Walsh's test can be used to detect multiple outliers in a data set that is not required to be normally distributed. This test will detect outliers that are both much smaller and much larger than the rest of the data.

Although Walsh's test does not require that the data be normally distributed, it requires at least 60 samples to be performed at a significance level of \(\alpha\)=0.10, and at least 220 samples to be performed at a significance level of \(\alpha\)=0.05.

 

Performing Walsh's Test

VSP performs Walsh's Test as described in section 4.4.6 of the EPA's QA/G-9S documents (EPA). The \( n \) observed values are ordered from smallest to largest. We specify the maximum number of suspected outliers \( k \) and compute the following values:

$$ c = ceiling(\sqrt{2n}) $$

$$ r = k + c $$

$$ b^2 = \frac{1}{\alpha} $$

$$ a = \frac{1 + b \sqrt{\frac{(c-b^2)}{c-1}}}{c-b^2-1} $$

where \(\alpha\)=0.10 for 60  \(< n \leq\)  220, and \(\alpha\) = 0.05 for \(n >\)  220, and ceiling ( ) indicates rounding the value to the next largest integer.

If the following equation holds:

\( X_{(k)}-(1+a)X_{(k+1)}+aX_{(r)} < 0 \)

then the \( k \) smallest points are outliers with an \(\alpha\) level of significance.

The \( k \) largest points are outliers with an \(\alpha\) level of significance if

\( X_{(n+1-k)}-(1+a)X_{(n-k)}+aX_{(n+1-r)} > 0 \) .

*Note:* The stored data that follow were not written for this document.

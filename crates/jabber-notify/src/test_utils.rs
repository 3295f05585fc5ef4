use std::sync::atomic::{AtomicU32, Ordering};
use std::sync::{Arc, Mutex};

use async_trait::async_trait;
use tokio::time::Instant;

use crate::error::TransportError;
use crate::transport::{ChatHandle, ConnectOptions, Session, Transport};

/// Initialize tracing for tests with appropriate settings
#[inline]
pub fn init_tracing() {
    let _ = tracing_subscriber::fmt()
        .with_max_level(tracing::Level::DEBUG)
        .with_test_writer()
        .try_init();
}

/// Step at which a [`RecordingTransport`] fails.
#[derive(Debug, Clone, Copy, PartialEq, Eq)]
pub enum Failure {
    Connect,
    Login,
    Send,
}

/// Everything a [`RecordingTransport`] and its sessions were asked to do.
#[derive(Default)]
pub struct CallLog {
    connects: AtomicU32,
    logins: AtomicU32,
    disconnects: AtomicU32,
    options: Mutex<Option<ConnectOptions>>,
    direct_chats: Mutex<Vec<String>>,
    rooms: Mutex<Vec<(String, String, Option<String>)>>,
    sent: Mutex<Vec<String>>,
    disconnected_at: Mutex<Option<Instant>>,
}

impl CallLog {
    pub fn connects(&self) -> u32 {
        self.connects.load(Ordering::SeqCst)
    }

    pub fn logins(&self) -> u32 {
        self.logins.load(Ordering::SeqCst)
    }

    pub fn disconnects(&self) -> u32 {
        self.disconnects.load(Ordering::SeqCst)
    }

    pub fn last_options(&self) -> Option<ConnectOptions> {
        self.options.lock().unwrap().clone()
    }

    pub fn direct_chats(&self) -> Vec<String> {
        self.direct_chats.lock().unwrap().clone()
    }

    pub fn rooms(&self) -> Vec<(String, String, Option<String>)> {
        self.rooms.lock().unwrap().clone()
    }

    pub fn sent(&self) -> Vec<String> {
        self.sent.lock().unwrap().clone()
    }

    pub fn disconnected_at(&self) -> Option<Instant> {
        *self.disconnected_at.lock().unwrap()
    }
}

/// In-memory transport that records calls and can fail at one step.
pub struct RecordingTransport {
    calls: Arc<CallLog>,
    failure: Option<Failure>,
}

impl RecordingTransport {
    pub fn new() -> Self {
        Self {
            calls: Arc::new(CallLog::default()),
            failure: None,
        }
    }

    pub fn failing(failure: Failure) -> Self {
        Self {
            failure: Some(failure),
            ..Self::new()
        }
    }

    pub fn calls(&self) -> Arc<CallLog> {
        self.calls.clone()
    }
}

#[async_trait]
impl Transport for RecordingTransport {
    fn name(&self) -> &'static str {
        "recording"
    }

    async fn connect(
        &self,
        options: &ConnectOptions,
    ) -> Result<Box<dyn Session>, TransportError> {
        self.calls.connects.fetch_add(1, Ordering::SeqCst);
        *self.calls.options.lock().unwrap() = Some(options.clone());
        if self.failure == Some(Failure::Connect) {
            return Err(TransportError::connection("connection refused"));
        }
        Ok(Box::new(RecordingSession {
            calls: self.calls.clone(),
            failure: self.failure,
        }))
    }
}

struct RecordingSession {
    calls: Arc<CallLog>,
    failure: Option<Failure>,
}

#[async_trait]
impl Session for RecordingSession {
    async fn login(
        &mut self,
        _username: &str,
        _password: &str,
        _resource: &str,
    ) -> Result<(), TransportError> {
        self.calls.logins.fetch_add(1, Ordering::SeqCst);
        if self.failure == Some(Failure::Login) {
            return Err(TransportError::auth("not-authorized"));
        }
        Ok(())
    }

    async fn open_direct_chat(&mut self, jid: &str) -> Result<ChatHandle, TransportError> {
        self.calls.direct_chats.lock().unwrap().push(jid.to_string());
        Ok(ChatHandle::Direct {
            jid: jid.to_string(),
            thread: "thread-1".to_string(),
        })
    }

    async fn join_room(
        &mut self,
        jid: &str,
        nickname: &str,
        password: Option<&str>,
    ) -> Result<ChatHandle, TransportError> {
        self.calls.rooms.lock().unwrap().push((
            jid.to_string(),
            nickname.to_string(),
            password.map(str::to_string),
        ));
        Ok(ChatHandle::Room {
            jid: jid.to_string(),
            nickname: nickname.to_string(),
        })
    }

    async fn send(&mut self, _handle: &ChatHandle, text: &str) -> Result<(), TransportError> {
        if self.failure == Some(Failure::Send) {
            return Err(TransportError::StreamClosed);
        }
        self.calls.sent.lock().unwrap().push(text.to_string());
        Ok(())
    }

    async fn disconnect(&mut self) {
        self.calls.disconnects.fetch_add(1, Ordering::SeqCst);
        *self.calls.disconnected_at.lock().unwrap() = Some(Instant::now());
    }
}
//! Host-facing notification entry point and plugin metadata.

use std::sync::Arc;

use serde_json::{Map, Value};
use tracing::debug;

use crate::config::{
    ConnectionConfig, DEFAULT_RESOURCE_NAME, DEFAULT_ROOM_NICKNAME, NotificationSettings,
};
use crate::dispatcher::Dispatcher;
use crate::error::{ConfigError, Result};
use crate::event::ExecutionEvent;
use crate::transport::{Transport, XmppTransport};

/// Provider name registered with the host.
pub const PLUGIN_NAME: &str = "jabber-xmpp";

/// Title shown by host UIs.
pub const PLUGIN_TITLE: &str = "Jabber";

/// One-line description shown by host UIs.
pub const PLUGIN_DESCRIPTION: &str = "Notify a Jabber ID or Chat room";

/// Where a host resolves a property from.
#[derive(Debug, Clone, Copy, PartialEq, Eq)]
pub enum PropertyScope {
    /// Project-level setting, shared by every notification in a project.
    Project,
    /// Set on each notification.
    Instance,
}

/// Description of one configuration property, for host UIs.
#[derive(Debug, Clone, Copy, PartialEq, Eq)]
pub struct PropertyDescriptor {
    pub name: &'static str,
    pub title: &'static str,
    pub description: &'static str,
    pub default_value: Option<&'static str>,
    pub scope: PropertyScope,
}

const fn property(
    name: &'static str,
    title: &'static str,
    description: &'static str,
    default_value: Option<&'static str>,
    scope: PropertyScope,
) -> PropertyDescriptor {
    PropertyDescriptor {
        name,
        title,
        description,
        default_value,
        scope,
    }
}

/// Every property understood by [`NotificationSettings`].
pub fn properties() -> Vec<PropertyDescriptor> {
    use PropertyScope::{Instance, Project};

    // Keep in sync with DEFAULT_PORT and DEFAULT_DISCONNECT_DELAY_MS.
    const PORT: &str = "5222";
    const DELAY: &str = "10000";

    vec![
        property("hostname", "Hostname", "Jabber server hostname", None, Project),
        property("port", "Port", "Jabber server port", Some(PORT), Project),
        property("username", "Username", "Username", None, Project),
        property("password", "Password", "Password", None, Project),
        property(
            "resourceName",
            "Resource name",
            "Name of the resource used when logging in, default: (rundeck)",
            Some(DEFAULT_RESOURCE_NAME),
            Instance,
        ),
        property(
            "jabberId",
            "Jabber ID",
            "Jabber ID of the message destination",
            None,
            Instance,
        ),
        property(
            "disconnectDelay",
            "Disconnect Delay",
            "Delay after sending messages to wait before disconnecting. Default: (10000ms).",
            Some(DELAY),
            Project,
        ),
        property(
            "chatroomJabberId",
            "Chat Room Jabber ID",
            "Jabber ID of a multi-user Chat room",
            None,
            Instance,
        ),
        property(
            "chatroomNickname",
            "Chat Room Nickname",
            "Nickname to use in the chat room",
            Some(DEFAULT_ROOM_NICKNAME),
            Instance,
        ),
        property(
            "chatroomPassword",
            "Chat Room Password",
            "Password to connect to the chat room",
            None,
            Instance,
        ),
    ]
}

/// Jabber notification provider.
///
/// Each call validates its configuration, then dispatches over a fresh session.
#[derive(Clone)]
pub struct JabberNotifier {
    transport: Arc<dyn Transport>,
}

impl JabberNotifier {
    /// Notifier using [`XmppTransport`].
    pub fn new() -> Self {
        Self::with_transport(Arc::new(XmppTransport::new()))
    }

    pub fn with_transport(transport: Arc<dyn Transport>) -> Self {
        Self { transport }
    }

    /// Deliver a notification for `trigger`.
    ///
    /// Returns `Err` for invalid configuration, before any network activity.
    /// Otherwise returns whether the message was delivered.
    pub async fn post_notification(
        &self,
        trigger: &str,
        execution_data: &Map<String, Value>,
        configuration: &Map<String, Value>,
    ) -> std::result::Result<bool, ConfigError> {
        let (config, event) = prepare(execution_data, configuration)?;
        Ok(Dispatcher::new(self.transport.clone(), config)
            .notify(trigger, &event)
            .await)
    }

    /// Like [`post_notification`](Self::post_notification), but a failed
    /// delivery is returned as the transport error that caused it.
    ///
    /// A pending disconnect is left to run in the background.
    pub async fn try_post_notification(
        &self,
        trigger: &str,
        execution_data: &Map<String, Value>,
        configuration: &Map<String, Value>,
    ) -> Result<()> {
        let (config, event) = prepare(execution_data, configuration)?;
        let report = Dispatcher::new(self.transport.clone(), config)
            .dispatch(trigger, &event)
            .await;

        match report.error {
            Some(e) => Err(e.into()),
            None => Ok(()),
        }
    }
}

fn prepare(
    execution_data: &Map<String, Value>,
    configuration: &Map<String, Value>,
) -> std::result::Result<(ConnectionConfig, ExecutionEvent), ConfigError> {
    let settings = NotificationSettings::from_map(configuration)?;
    debug!(plugin = PLUGIN_NAME, settings = ?settings, "Posting notification");

    let config = settings.validate()?;
    Ok((config, ExecutionEvent::from_execution_data(execution_data)))
}

impl Default for JabberNotifier {
    fn default() -> Self {
        Self::new()
    }
}
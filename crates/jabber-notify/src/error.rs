//! Error types for configuration validation and XMPP delivery.

use thiserror::Error;

/// Crate-specific result type.
pub type Result<T> = std::result::Result<T, Error>;

/// Configuration problems detected before any network activity.
#[derive(Error, Debug, Clone, PartialEq, Eq)]
pub enum ConfigError {
    #[error("hostname is required")]
    MissingHostname,

    #[error("port is required")]
    MissingPort,

    #[error("username and password are required")]
    MissingCredentials,

    #[error("jabberId or chatroomJabberId must be set")]
    NoTarget,

    /// A setting was present but could not be interpreted.
    #[error("invalid setting `{key}`: {reason}")]
    Invalid { key: String, reason: String },
}

impl ConfigError {
    pub fn invalid(key: impl Into<String>, reason: impl Into<String>) -> Self {
        Self::Invalid {
            key: key.into(),
            reason: reason.into(),
        }
    }
}

/// Errors raised by a transport session.
#[derive(Error, Debug)]
pub enum TransportError {
    /// TCP connect or TLS negotiation failures.
    #[error("Connection error: {0}")]
    Connection(String),

    /// SASL or resource binding failures.
    #[error("Authentication failed: {0}")]
    Auth(String),

    /// Multi-user chat join rejected or timed out.
    #[error("Failed to join room {room}: {reason}")]
    Room { room: String, reason: String },

    /// Malformed or unexpected stream content.
    #[error("Protocol error: {0}")]
    Protocol(String),

    /// The peer closed the stream.
    #[error("Stream closed by server")]
    StreamClosed,

    #[error("IO error: {0}")]
    Io(#[from] std::io::Error),
}

impl TransportError {
    /// Create a connection error.
    pub fn connection(msg: impl Into<String>) -> Self {
        Self::Connection(msg.into())
    }

    /// Create an authentication error.
    pub fn auth(msg: impl Into<String>) -> Self {
        Self::Auth(msg.into())
    }

    /// Create a protocol error.
    pub fn protocol(msg: impl Into<String>) -> Self {
        Self::Protocol(msg.into())
    }

    /// Create a room join error.
    pub fn room(room: impl Into<String>, reason: impl Into<String>) -> Self {
        Self::Room {
            room: room.into(),
            reason: reason.into(),
        }
    }
}

/// Crate-wide error type.
#[derive(Error, Debug)]
pub enum Error {
    #[error("Configuration error: {0}")]
    Config(#[from] ConfigError),

    #[error(transparent)]
    Transport(#[from] TransportError),
}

If both of the inequalities are true, then the test concludes that both the \( k \) smallest and the \( k \) largest points are outliers, with a significance level of \( \alpha \).

References:

EPA. 2006. Data Quality Assessment: Statistical Methods for Practitioners. EPA QA/G-9S, EPA/240/B-06/003, U.S. Environmental Protection Agency, Office of Environmental Information, Washington DC.